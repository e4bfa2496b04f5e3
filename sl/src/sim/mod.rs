//! In-process simulated line
//!
//! Every device of the line is a [`Thing`] backed by one shared scene. The
//! position-only arms take commands and report feedback in millimeters, the
//! full-pose arm blocks until its move finishes, and the proximity sensors
//! declare millimeters while reporting meters.

mod world;

pub use world::{ARRIVAL_AT, ArmRole, BeltId, Released, SENSOR_AT, STOP_RANGE, World};

use std::sync::{Arc, Mutex, MutexGuard, PoisonError};

use async_trait::async_trait;
use serde_json::{Value, json};
use thingclient::{ActionAffordance, DataSchema, Form, PropertyAffordance, Thing, ThingDescription, ThingError};
use tokio::time::Instant;
use tracing::debug;

use crate::color::CubeColor;
use crate::config::Config;
use crate::pose::Pose;
use crate::units::PoseUnits;

#[derive(Debug, Clone, Copy)]
enum Device {
    PositionArm(ArmRole),
    FullPoseArm(ArmRole),
    Belt(BeltId),
    ArrivalSensor(BeltId),
    StopSensor(BeltId),
    ColorSensor,
}

fn action(title: &str, name: &str) -> ActionAffordance {
    ActionAffordance {
        input: None,
        forms: vec![Form::new(format!("sim://{}/actions/{}", title, name))],
    }
}

fn property(title: &str, name: &str) -> PropertyAffordance {
    PropertyAffordance {
        forms: vec![Form::new(format!("sim://{}/properties/{}", title, name))],
        ..Default::default()
    }
}

fn describe(title: &str, device: Device) -> ThingDescription {
    let td = ThingDescription::new(title);
    match device {
        Device::PositionArm(_) => {
            let units = [("x", "millimeter"), ("y", "millimeter"), ("z", "millimeter")];
            td.with_action(
                "goTo",
                ActionAffordance {
                    input: Some(DataSchema::object_with_units(&units)),
                    ..action(title, "goTo")
                },
            )
            .with_action("gripOpen", action(title, "gripOpen"))
            .with_action("gripClose", action(title, "gripClose"))
            .with_property(
                "currentPosition",
                PropertyAffordance {
                    properties: DataSchema::object_with_units(&units).properties,
                    ..property(title, "currentPosition")
                },
            )
        }
        Device::FullPoseArm(_) => td
            .with_action("goToPosition", action(title, "goToPosition"))
            .with_action("openGripper", action(title, "openGripper"))
            .with_action("closeGripper", action(title, "closeGripper"))
            .with_property("currentPosition", property(title, "currentPosition")),
        Device::Belt(_) => td
            .with_action("startBeltForward", action(title, "startBeltForward"))
            .with_action("stopBelt", action(title, "stopBelt")),
        Device::ArrivalSensor(_) | Device::StopSensor(_) => td
            .with_property("objectPresence", property(title, "objectPresence"))
            .with_property(
                "objectDistance",
                PropertyAffordance {
                    unit: Some("millimeter".to_string()),
                    ..property(title, "objectDistance")
                },
            ),
        Device::ColorSensor => td
            .with_property("objectPresence", property(title, "objectPresence"))
            .with_property("color", property(title, "color")),
    }
}

struct SimThing {
    td: ThingDescription,
    device: Device,
    units: PoseUnits,
    world: Arc<Mutex<World>>,
}

impl SimThing {
    fn new(title: &str, device: Device, world: Arc<Mutex<World>>) -> Self {
        let td = describe(title, device);
        let units = PoseUnits::from_property(&td, "currentPosition");
        Self {
            td,
            device,
            units,
            world,
        }
    }

    fn world(&self) -> MutexGuard<'_, World> {
        self.world.lock().unwrap_or_else(PoisonError::into_inner)
    }

    fn missing(&self, kind: &'static str, name: &str) -> ThingError {
        ThingError::MissingAffordance {
            thing: self.td.title.clone(),
            kind,
            name: name.to_string(),
        }
    }

    fn target(&self, name: &str, input: Option<Value>) -> Result<Pose, ThingError> {
        let value = input.unwrap_or(Value::Null);
        let native = Pose::from_json(&value).ok_or_else(|| ThingError::Rejected {
            thing: self.td.title.clone(),
            name: name.to_string(),
            message: format!("expected a pose, got {}", value),
        })?;
        Ok(self.units.to_canonical(&native))
    }
}

#[async_trait]
impl Thing for SimThing {
    fn description(&self) -> &ThingDescription {
        &self.td
    }

    async fn invoke_action(&self, name: &str, input: Option<Value>) -> Result<Value, ThingError> {
        let now = Instant::now();
        match (self.device, name) {
            (Device::PositionArm(role), "goTo") => {
                let target = self.target(name, input)?;
                self.world().start_move(role, target, now);
            }
            (Device::FullPoseArm(role), "goToPosition") => {
                let target = self.target(name, input)?;
                let duration = self.world().start_move(role, target, now);
                tokio::time::sleep(duration).await;
            }
            (Device::PositionArm(role), "gripOpen") | (Device::FullPoseArm(role), "openGripper") => {
                self.world().open_gripper(role, now);
            }
            (Device::PositionArm(role), "gripClose") | (Device::FullPoseArm(role), "closeGripper") => {
                self.world().close_gripper(role, now);
            }
            (Device::Belt(id), "startBeltForward") => self.world().set_belt(id, true, now),
            (Device::Belt(id), "stopBelt") => self.world().set_belt(id, false, now),
            _ => return Err(self.missing("action", name)),
        }
        Ok(Value::Null)
    }

    async fn read_property(&self, name: &str) -> Result<Value, ThingError> {
        let now = Instant::now();
        let value = match (self.device, name) {
            (Device::PositionArm(role) | Device::FullPoseArm(role), "currentPosition") => {
                let pose = self.world().arm_position(role, now);
                self.units.from_canonical(&pose).to_json()
            }
            (Device::ArrivalSensor(id), "objectPresence") => json!(self.world().arrival_presence(id, now)),
            (Device::ArrivalSensor(_), "objectDistance") => json!(STOP_RANGE),
            (Device::StopSensor(id), "objectPresence") => json!(self.world().stop_reading(id, now).0),
            // Declared millimeters, reported meters
            (Device::StopSensor(id), "objectDistance") => json!(self.world().stop_reading(id, now).1),
            (Device::ColorSensor, "objectPresence") => json!(self.world().color_in_view(now).is_some()),
            (Device::ColorSensor, "color") => {
                let rgb = self.world().color_in_view(now).map(|c| c.rgb());
                rgb.map(|c| c.to_json()).unwrap_or_else(|| json!([0, 0, 0]))
            }
            _ => return Err(self.missing("property", name)),
        };
        debug!(thing = %self.td.title, name, %value, "sim: read");
        Ok(value)
    }

    async fn write_property(&self, name: &str, _value: Value) -> Result<(), ThingError> {
        Err(self.missing("property", name))
    }
}

/// A complete simulated line, one Thing per configured device title
pub struct SimLine {
    world: Arc<Mutex<World>>,
    things: Vec<Arc<dyn Thing>>,
}

impl SimLine {
    pub fn new(config: &Config) -> Self {
        let world = Arc::new(Mutex::new(World::new(config)));
        let roles = &config.devices;
        let layout = [
            (&roles.loader_arm, Device::PositionArm(ArmRole::Loader)),
            (&roles.transfer_arm, Device::PositionArm(ArmRole::Transfer)),
            (&roles.sorter_arm, Device::FullPoseArm(ArmRole::Sorter)),
            (&roles.belt_a, Device::Belt(BeltId::A)),
            (&roles.belt_b, Device::Belt(BeltId::B)),
            (&roles.belt_a_arrival_sensor, Device::ArrivalSensor(BeltId::A)),
            (&roles.belt_a_stop_sensor, Device::StopSensor(BeltId::A)),
            (&roles.belt_b_arrival_sensor, Device::ArrivalSensor(BeltId::B)),
            (&roles.belt_b_stop_sensor, Device::StopSensor(BeltId::B)),
            (&roles.color_sensor, Device::ColorSensor),
        ];
        let things = layout
            .into_iter()
            .map(|(title, device)| Arc::new(SimThing::new(title, device, world.clone())) as Arc<dyn Thing>)
            .collect();
        Self { world, things }
    }

    pub fn things(&self) -> Vec<Arc<dyn Thing>> {
        self.things.clone()
    }

    /// Cubes the sorting arm let go of, in order
    pub fn released(&self) -> Vec<Released> {
        self.world
            .lock()
            .unwrap_or_else(PoisonError::into_inner)
            .released()
            .to_vec()
    }

    pub fn released_colors(&self) -> Vec<CubeColor> {
        self.released().iter().map(|r| r.color).collect()
    }

    /// Cubes dropped outside a station or off a belt
    pub fn lost(&self) -> u32 {
        self.world.lock().unwrap_or_else(PoisonError::into_inner).lost()
    }
}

- **AIM OF THE TASK**:
Where a line in the entries holds "ThingError", copy that line.

- **EXERCISE ANSWER**:
use thingclient::{ActionAffordance, DataSchema, Form, PropertyAffordance, Thing, ThingDescription, ThingError};
    fn missing(&self, kind: &'static str, name: &str) -> ThingError {
        ThingError::MissingAffordance {
    fn target(&self, name: &str, input: Option<Value>) -> Result<Pose, ThingError> {
        let native = Pose::from_json(&value).ok_or_else(|| ThingError::Rejected {
    async fn invoke_action(&self, name: &str, input: Option<Value>) -> Result<Value, ThingError> {
    async fn read_property(&self, name: &str) -> Result<Value, ThingError> {
    async fn write_property(&self, name: &str, _value: Value) -> Result<(), ThingError> {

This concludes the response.